### YOUR OBJECTIVE
Your answer should be every line of the records that contains the word "tokio".

[Dataset entries]
Content starts

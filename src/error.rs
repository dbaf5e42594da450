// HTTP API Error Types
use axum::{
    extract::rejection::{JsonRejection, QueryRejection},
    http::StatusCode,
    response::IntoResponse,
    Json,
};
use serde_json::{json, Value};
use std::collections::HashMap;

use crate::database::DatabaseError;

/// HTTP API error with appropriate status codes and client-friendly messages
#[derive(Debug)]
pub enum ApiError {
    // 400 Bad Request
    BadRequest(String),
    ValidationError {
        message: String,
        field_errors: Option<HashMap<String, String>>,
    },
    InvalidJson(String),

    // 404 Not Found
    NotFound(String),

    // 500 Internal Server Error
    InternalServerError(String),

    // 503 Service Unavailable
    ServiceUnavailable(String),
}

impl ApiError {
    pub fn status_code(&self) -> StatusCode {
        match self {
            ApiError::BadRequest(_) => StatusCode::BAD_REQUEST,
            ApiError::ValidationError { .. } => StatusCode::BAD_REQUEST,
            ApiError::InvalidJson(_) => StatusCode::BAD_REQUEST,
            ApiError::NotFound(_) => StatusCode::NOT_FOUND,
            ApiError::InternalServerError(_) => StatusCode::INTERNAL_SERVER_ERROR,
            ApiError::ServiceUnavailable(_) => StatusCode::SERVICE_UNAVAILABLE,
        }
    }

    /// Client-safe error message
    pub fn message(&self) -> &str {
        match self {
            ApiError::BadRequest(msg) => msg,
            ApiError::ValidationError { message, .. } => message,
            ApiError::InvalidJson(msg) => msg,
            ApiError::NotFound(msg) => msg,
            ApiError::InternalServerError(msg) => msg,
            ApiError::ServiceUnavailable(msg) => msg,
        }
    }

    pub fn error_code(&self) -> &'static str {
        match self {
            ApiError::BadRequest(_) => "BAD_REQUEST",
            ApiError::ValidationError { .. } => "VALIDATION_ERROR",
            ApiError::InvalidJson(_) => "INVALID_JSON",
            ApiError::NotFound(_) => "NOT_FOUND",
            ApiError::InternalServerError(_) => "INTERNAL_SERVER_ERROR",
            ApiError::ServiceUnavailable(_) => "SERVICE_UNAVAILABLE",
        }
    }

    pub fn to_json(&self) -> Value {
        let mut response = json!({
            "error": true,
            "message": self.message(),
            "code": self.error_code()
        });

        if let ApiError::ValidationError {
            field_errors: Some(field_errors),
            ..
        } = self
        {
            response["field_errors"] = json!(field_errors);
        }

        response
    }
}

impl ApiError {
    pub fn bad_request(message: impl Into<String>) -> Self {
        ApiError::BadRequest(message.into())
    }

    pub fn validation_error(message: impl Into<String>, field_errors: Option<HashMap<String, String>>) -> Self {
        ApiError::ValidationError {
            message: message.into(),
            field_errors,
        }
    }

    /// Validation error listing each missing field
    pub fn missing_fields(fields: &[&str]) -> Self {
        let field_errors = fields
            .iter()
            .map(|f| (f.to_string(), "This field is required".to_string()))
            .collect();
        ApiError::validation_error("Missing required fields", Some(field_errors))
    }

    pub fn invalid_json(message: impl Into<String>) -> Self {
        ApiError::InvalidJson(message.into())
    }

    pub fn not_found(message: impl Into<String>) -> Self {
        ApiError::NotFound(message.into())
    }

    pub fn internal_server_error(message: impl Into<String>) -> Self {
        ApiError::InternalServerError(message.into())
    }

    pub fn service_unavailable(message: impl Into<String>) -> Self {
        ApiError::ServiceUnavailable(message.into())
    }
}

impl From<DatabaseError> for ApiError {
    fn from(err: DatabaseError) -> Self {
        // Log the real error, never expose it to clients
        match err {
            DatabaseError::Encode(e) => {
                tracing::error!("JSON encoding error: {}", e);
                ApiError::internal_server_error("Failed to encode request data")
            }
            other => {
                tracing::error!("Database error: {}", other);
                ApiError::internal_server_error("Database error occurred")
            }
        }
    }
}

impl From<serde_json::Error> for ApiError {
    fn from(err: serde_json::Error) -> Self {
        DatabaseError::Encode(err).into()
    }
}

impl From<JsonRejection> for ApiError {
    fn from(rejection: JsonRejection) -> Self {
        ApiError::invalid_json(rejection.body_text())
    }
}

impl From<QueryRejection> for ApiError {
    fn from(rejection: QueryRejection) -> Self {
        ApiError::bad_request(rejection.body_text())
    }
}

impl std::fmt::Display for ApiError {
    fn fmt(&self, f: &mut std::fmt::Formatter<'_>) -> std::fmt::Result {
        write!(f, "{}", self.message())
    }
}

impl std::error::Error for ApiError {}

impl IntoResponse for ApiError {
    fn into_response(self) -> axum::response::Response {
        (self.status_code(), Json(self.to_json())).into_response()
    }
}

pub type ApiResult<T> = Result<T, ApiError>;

Content ends
Content starts

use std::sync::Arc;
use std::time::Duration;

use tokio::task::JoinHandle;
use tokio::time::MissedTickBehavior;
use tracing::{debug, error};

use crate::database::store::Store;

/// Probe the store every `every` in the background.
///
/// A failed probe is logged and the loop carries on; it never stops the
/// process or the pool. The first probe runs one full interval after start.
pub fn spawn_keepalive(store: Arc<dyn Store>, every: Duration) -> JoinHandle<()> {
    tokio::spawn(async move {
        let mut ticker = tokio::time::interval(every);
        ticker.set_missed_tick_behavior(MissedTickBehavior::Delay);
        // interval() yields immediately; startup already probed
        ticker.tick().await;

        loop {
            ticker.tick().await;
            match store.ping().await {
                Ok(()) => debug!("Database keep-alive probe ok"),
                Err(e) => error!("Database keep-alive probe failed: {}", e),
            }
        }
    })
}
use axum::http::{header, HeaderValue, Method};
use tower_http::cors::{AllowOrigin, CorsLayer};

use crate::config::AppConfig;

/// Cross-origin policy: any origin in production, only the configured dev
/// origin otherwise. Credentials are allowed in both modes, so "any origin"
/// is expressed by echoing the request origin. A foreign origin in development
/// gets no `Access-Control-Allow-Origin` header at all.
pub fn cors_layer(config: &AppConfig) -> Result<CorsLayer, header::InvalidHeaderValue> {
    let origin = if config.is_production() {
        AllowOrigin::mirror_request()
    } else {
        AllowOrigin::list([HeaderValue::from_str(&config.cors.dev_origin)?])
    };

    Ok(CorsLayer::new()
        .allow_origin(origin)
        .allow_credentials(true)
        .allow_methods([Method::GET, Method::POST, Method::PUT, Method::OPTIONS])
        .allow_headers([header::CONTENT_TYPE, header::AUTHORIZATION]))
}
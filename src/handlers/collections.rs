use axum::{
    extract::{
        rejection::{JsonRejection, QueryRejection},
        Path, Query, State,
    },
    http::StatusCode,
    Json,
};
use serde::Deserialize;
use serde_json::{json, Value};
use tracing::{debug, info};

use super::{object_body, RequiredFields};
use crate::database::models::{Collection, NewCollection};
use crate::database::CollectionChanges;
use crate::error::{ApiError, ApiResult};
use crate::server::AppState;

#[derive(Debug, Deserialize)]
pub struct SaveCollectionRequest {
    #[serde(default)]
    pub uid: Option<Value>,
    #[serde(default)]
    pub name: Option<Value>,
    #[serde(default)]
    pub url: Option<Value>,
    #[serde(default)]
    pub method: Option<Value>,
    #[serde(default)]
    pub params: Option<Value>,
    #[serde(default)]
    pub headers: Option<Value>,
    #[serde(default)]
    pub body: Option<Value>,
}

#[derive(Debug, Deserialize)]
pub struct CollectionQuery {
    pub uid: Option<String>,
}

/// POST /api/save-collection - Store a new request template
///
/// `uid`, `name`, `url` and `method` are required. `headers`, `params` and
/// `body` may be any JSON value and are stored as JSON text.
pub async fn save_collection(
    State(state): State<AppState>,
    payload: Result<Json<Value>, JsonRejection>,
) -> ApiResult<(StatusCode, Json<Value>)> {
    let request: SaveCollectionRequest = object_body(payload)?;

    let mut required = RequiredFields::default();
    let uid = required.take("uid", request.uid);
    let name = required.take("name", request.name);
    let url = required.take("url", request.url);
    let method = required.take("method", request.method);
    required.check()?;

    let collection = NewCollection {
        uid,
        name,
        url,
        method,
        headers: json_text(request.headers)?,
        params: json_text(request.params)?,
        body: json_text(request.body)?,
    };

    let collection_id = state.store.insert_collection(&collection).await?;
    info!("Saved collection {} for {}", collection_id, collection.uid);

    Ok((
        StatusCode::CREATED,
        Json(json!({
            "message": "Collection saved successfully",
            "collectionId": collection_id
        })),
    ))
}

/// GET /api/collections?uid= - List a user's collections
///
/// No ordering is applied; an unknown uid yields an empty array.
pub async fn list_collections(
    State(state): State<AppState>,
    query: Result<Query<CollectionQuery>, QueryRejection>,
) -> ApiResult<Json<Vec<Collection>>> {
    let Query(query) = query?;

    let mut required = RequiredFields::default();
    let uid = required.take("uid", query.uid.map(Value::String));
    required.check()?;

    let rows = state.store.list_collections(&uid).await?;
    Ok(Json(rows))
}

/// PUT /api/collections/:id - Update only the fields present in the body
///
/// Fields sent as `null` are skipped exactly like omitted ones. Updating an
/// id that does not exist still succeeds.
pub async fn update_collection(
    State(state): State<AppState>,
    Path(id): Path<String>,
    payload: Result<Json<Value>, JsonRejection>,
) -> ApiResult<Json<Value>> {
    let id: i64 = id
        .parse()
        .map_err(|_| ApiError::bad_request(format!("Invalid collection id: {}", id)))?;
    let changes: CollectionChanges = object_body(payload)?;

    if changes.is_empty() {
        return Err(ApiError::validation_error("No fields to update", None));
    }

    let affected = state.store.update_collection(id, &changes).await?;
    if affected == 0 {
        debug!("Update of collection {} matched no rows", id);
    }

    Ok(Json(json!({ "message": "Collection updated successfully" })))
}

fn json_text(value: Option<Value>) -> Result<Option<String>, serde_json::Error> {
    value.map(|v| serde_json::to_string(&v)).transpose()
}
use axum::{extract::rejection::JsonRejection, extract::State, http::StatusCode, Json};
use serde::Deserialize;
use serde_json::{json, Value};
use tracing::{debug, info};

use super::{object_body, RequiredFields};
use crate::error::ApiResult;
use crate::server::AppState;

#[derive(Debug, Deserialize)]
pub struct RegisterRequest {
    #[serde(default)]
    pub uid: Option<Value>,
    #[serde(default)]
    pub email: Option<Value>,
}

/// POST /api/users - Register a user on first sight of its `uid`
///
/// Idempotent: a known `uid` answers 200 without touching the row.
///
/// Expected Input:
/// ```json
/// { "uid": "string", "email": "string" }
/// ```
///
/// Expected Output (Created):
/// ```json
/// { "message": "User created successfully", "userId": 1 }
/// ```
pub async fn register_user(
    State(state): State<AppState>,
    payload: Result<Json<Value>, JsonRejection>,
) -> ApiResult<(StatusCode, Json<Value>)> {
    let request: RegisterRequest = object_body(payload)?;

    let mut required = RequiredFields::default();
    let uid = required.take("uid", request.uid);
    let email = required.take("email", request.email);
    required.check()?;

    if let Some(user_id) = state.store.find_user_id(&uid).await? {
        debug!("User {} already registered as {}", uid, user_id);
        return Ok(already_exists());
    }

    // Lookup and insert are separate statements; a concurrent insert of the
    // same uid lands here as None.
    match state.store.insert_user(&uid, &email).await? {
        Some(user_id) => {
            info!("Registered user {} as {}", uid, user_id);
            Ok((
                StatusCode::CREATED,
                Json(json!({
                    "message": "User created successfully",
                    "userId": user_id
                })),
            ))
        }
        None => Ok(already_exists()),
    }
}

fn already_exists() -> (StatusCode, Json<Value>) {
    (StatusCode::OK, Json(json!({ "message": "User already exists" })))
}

Content ends

### SOLUTION TO THE PROBLEM
use tokio::task::JoinHandle;
use tokio::time::MissedTickBehavior;
    tokio::spawn(async move {
        let mut ticker = tokio::time::interval(every);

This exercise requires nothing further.